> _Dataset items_

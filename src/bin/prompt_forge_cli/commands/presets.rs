// ABOUTME: Preset management commands for prompt-forge
// ABOUTME: Handles list, create, duplicate and delete for the current user
//
// SPDX-License-Identifier: MIT OR Apache-2.0
// Copyright (c) 2025 Pierre Fitness Intelligence

use prompt_forge::errors::AppResult;
use prompt_forge::models::GenerationOptions;
use prompt_forge::studio::PromptStudio;
use tracing::info;

use crate::helpers::display::{display_preset, display_presets};
use crate::helpers::options::OptionArgs;

type Result<T> = AppResult<T>;

/// List the user's presets
pub async fn list(studio: &PromptStudio, user: &str) -> Result<()> {
    let presets = studio.presets().list_for_user(user).await?;
    let default = studio.presets().default_preset(user).await?;
    display_presets(&presets, Some(default.id.as_str()));
    Ok(())
}

/// Save a new preset from flags
pub async fn create(studio: &PromptStudio, user: &str, name: &str, args: &OptionArgs) -> Result<()> {
    let base = match &args.preset {
        Some(id) => studio.presets().get(user, id).await?.options,
        None => GenerationOptions::default(),
    };
    let options = args.apply(base)?;
    let preset = studio.presets().create(user, name, options).await?;
    info!(preset_id = %preset.id, "preset created");
    display_preset("Created", &preset);
    Ok(())
}

/// Copy a preset
pub async fn duplicate(
    studio: &PromptStudio,
    user: &str,
    preset_id: &str,
    name: Option<&str>,
) -> Result<()> {
    let copy = studio.presets().duplicate(user, preset_id, name).await?;
    display_preset("Duplicated", &copy);
    Ok(())
}

/// Delete a preset
pub async fn delete(studio: &PromptStudio, user: &str, preset_id: &str) -> Result<()> {
    studio.presets().delete(user, preset_id).await?;
    println!("Deleted preset {preset_id}");
    Ok(())
}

> _What you should do_
Return, word for word, the lines from the one containing "args: &OptionArgs) ->" through the end of the data above, both ends included, and nothing else.

> _Written reply_
pub async fn create(studio: &PromptStudio, user: &str, name: &str, args: &OptionArgs) -> Result<()> {
    let base = match &args.preset {
        Some(id) => studio.presets().get(user, id).await?.options,
        None => GenerationOptions::default(),
    };
    let options = args.apply(base)?;
    let preset = studio.presets().create(user, name, options).await?;
    info!(preset_id = %preset.id, "preset created");
    display_preset("Created", &preset);
    Ok(())
}

/// Copy a preset
pub async fn duplicate(
    studio: &PromptStudio,
    user: &str,
    preset_id: &str,
    name: Option<&str>,
) -> Result<()> {
    let copy = studio.presets().duplicate(user, preset_id, name).await?;
    display_preset("Duplicated", &copy);
    Ok(())
}

/// Delete a preset
pub async fn delete(studio: &PromptStudio, user: &str, preset_id: &str) -> Result<()> {
    studio.presets().delete(user, preset_id).await?;
    println!("Deleted preset {preset_id}");
    Ok(())
}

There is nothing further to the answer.